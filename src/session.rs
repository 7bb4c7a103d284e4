//! Entry point for solving: a `Session` owns the configuration and random
//! source every solve draws on, so runs are isolated and reproducible.

use std::time::{Duration, Instant};

use indicatif::ProgressBar;
use log::{debug, info, warn};
use rand::rngs::StdRng;
use rand::seq::SliceRandom;
use rand::{RngCore, SeedableRng};

use crate::board::Board;
use crate::config::{ScrambleConfig, SearchConfig};
use crate::error::{PuzzleError, Result};
use crate::node::{solution_path, PathStep, Provenance, SearchTree, Terminal};
use crate::solvability::is_solvable;
use crate::solver::{Observation, Problem, SearchContext, Solver};
use crate::strategy::Strategy;

/// Result of one solve. `terminal` is `None` when the pair is unsolvable,
/// the strategy gave up, or the tag was unknown; `elapsed` is always set.
#[derive(Debug, Clone)]
pub struct Solution {
    pub start: Board,
    pub strategy: Option<Strategy>,
    pub terminal: Option<Terminal>,
    pub elapsed: Duration,
    /// Per-step observations; only belief-state strategies fill this.
    pub trace: Vec<Observation>,
}

impl Solution {
    fn unsolved(start: Board, strategy: Option<Strategy>, elapsed: Duration) -> Self {
        Self {
            start,
            strategy,
            terminal: None,
            elapsed,
            trace: Vec::new(),
        }
    }

    pub fn elapsed_secs(&self) -> f64 {
        self.elapsed.as_secs_f64()
    }

    pub fn is_solved(&self) -> bool {
        self.terminal.as_ref().is_some_and(Terminal::is_goal)
    }

    pub fn moves(&self) -> Option<u32> {
        self.terminal.as_ref().map(Terminal::moves)
    }

    pub fn provenance(&self) -> Option<Provenance> {
        self.terminal.as_ref().map(Terminal::provenance)
    }

    pub fn path(&self) -> Vec<PathStep> {
        solution_path(self.terminal.as_ref())
    }
}

pub struct Session<R: RngCore = StdRng> {
    config: SearchConfig,
    rng: R,
    progress: Option<ProgressBar>,
}

impl Session<StdRng> {
    pub fn new(config: SearchConfig) -> Self {
        Self::with_rng(config, StdRng::from_entropy())
    }

    pub fn seeded(config: SearchConfig, seed: u64) -> Self {
        Self::with_rng(config, StdRng::seed_from_u64(seed))
    }
}

impl Default for Session<StdRng> {
    fn default() -> Self {
        Self::new(SearchConfig::default())
    }
}

impl<R: RngCore> Session<R> {
    pub fn with_rng(config: SearchConfig, rng: R) -> Self {
        Self {
            config,
            rng,
            progress: None,
        }
    }

    /// Training-heavy strategies report progress here.
    pub fn with_progress(mut self, progress: ProgressBar) -> Self {
        self.progress = Some(progress);
        self
    }

    pub fn config(&self) -> &SearchConfig {
        &self.config
    }

    pub fn solve(&mut self, start: &Board, goal: &Board, strategy: Strategy) -> Solution {
        self.run(Problem::new(*start, *goal), strategy)
    }

    /// Solves by string tag. An unknown tag is not an error: it yields no solution.
    pub fn solve_tagged(&mut self, start: &Board, goal: &Board, tag: &str) -> Solution {
        let timer = Instant::now();
        match tag.parse::<Strategy>() {
            Ok(strategy) => self.solve(start, goal, strategy),
            Err(err) => {
                warn!("{}", err);
                Solution::unsolved(*start, None, timer.elapsed())
            }
        }
    }

    /// Validates raw grids before anything reaches the strategies.
    pub fn solve_grids(&mut self, start: Vec<Vec<u8>>, goal: Vec<Vec<u8>>, strategy: Strategy) -> Result<Solution> {
        let start = Board::try_from(start)?;
        let goal = Board::try_from(goal)?;
        Ok(self.solve(&start, &goal, strategy))
    }

    /// Sensorless solve where the true start is one of several possible
    /// boards. Possible starts that can never reach the goal are dropped.
    pub fn solve_conformant(&mut self, start: &Board, possible_starts: &[Board], goal: &Board) -> Solution {
        let reachable: Vec<Board> = possible_starts
            .iter()
            .filter(|candidate| {
                let ok = is_solvable(candidate, goal);
                if !ok {
                    warn!("dropping possible start {:?}: goal unreachable", candidate.cells());
                }
                ok
            })
            .copied()
            .collect();
        let problem = Problem::new(*start, *goal).with_possible_starts(reachable);
        self.run(problem, Strategy::NoObservation)
    }

    fn run(&mut self, problem: Problem, strategy: Strategy) -> Solution {
        let timer = Instant::now();

        if !is_solvable(&problem.start, &problem.goal) {
            info!("{}: start and goal differ in inversion parity, puzzle is unsolvable", strategy);
            return Solution::unsolved(problem.start, Some(strategy), timer.elapsed());
        }

        if problem.start == problem.goal && problem.possible_starts == [problem.start] {
            let mut tree = SearchTree::new(problem.goal, strategy);
            let root = tree.root(problem.start);
            return Solution {
                start: problem.start,
                strategy: Some(strategy),
                terminal: Some(tree.into_terminal(root, Provenance::Exact)),
                elapsed: timer.elapsed(),
                trace: Vec::new(),
            };
        }

        let mut ctx = SearchContext {
            config: &self.config,
            rng: &mut self.rng,
            progress: self.progress.as_ref(),
        };
        let outcome = strategy.search(&problem, &mut ctx);
        let elapsed = timer.elapsed();
        debug!("{} finished in {:.3}s", strategy, elapsed.as_secs_f64());

        Solution {
            start: problem.start,
            strategy: Some(strategy),
            terminal: outcome.terminal,
            elapsed,
            trace: outcome.trace,
        }
    }

    /// Draws `count` distinct scrambled starts and solves each one on its own
    /// with `strategy`. Solutions come back in draw order.
    pub fn solve_beliefs(&mut self, goal: &Board, count: usize, strategy: Strategy) -> Result<Vec<Solution>> {
        let starts = self.belief_starts(goal, count)?;
        Ok(starts.iter().map(|start| self.solve(start, goal, strategy)).collect())
    }

    pub fn scramble(&mut self, goal: &Board) -> Result<Board> {
        scramble(goal, &mut self.rng, &self.config.scramble)
    }

    pub fn belief_starts(&mut self, goal: &Board, count: usize) -> Result<Vec<Board>> {
        belief_starts(goal, count, &mut self.rng, &self.config.scramble)
    }
}

/// A board reached from `goal` by random slides, never `goal` itself. Always
/// solvable with respect to `goal`.
pub fn scramble(goal: &Board, rng: &mut dyn RngCore, config: &ScrambleConfig) -> Result<Board> {
    for _ in 0..config.max_attempts {
        let mut board = *goal;
        for _ in 0..config.moves {
            if let Some(&next) = board.possible_moves().choose(rng) {
                board = next;
            }
        }
        if board != *goal {
            return Ok(board);
        }
    }
    Err(PuzzleError::ScrambleExhausted {
        attempts: config.max_attempts,
    })
}

/// `count` distinct scrambled boards, used as the possible starts of a
/// sensorless search.
pub fn belief_starts(goal: &Board, count: usize, rng: &mut dyn RngCore, config: &ScrambleConfig) -> Result<Vec<Board>> {
    let mut boards: Vec<Board> = Vec::with_capacity(count);
    let mut attempts = 0;
    while boards.len() < count {
        if attempts >= config.max_attempts {
            return Err(PuzzleError::ScrambleExhausted { attempts });
        }
        let board = scramble(goal, rng, config)?;
        if boards.contains(&board) {
            attempts += 1;
        } else {
            boards.push(board);
        }
    }
    Ok(boards)
}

EXERCISE INSTRUCTIONS: Look through the listing above and copy each line where the string "RngCore" occurs.

EXERCISE OUTPUT:
use rand::{RngCore, SeedableRng};
pub struct Session<R: RngCore = StdRng> {
impl<R: RngCore> Session<R> {
pub fn scramble(goal: &Board, rng: &mut dyn RngCore, config: &ScrambleConfig) -> Result<Board> {
pub fn belief_starts(goal: &Board, count: usize, rng: &mut dyn RngCore, config: &ScrambleConfig) -> Result<Vec<Board>> {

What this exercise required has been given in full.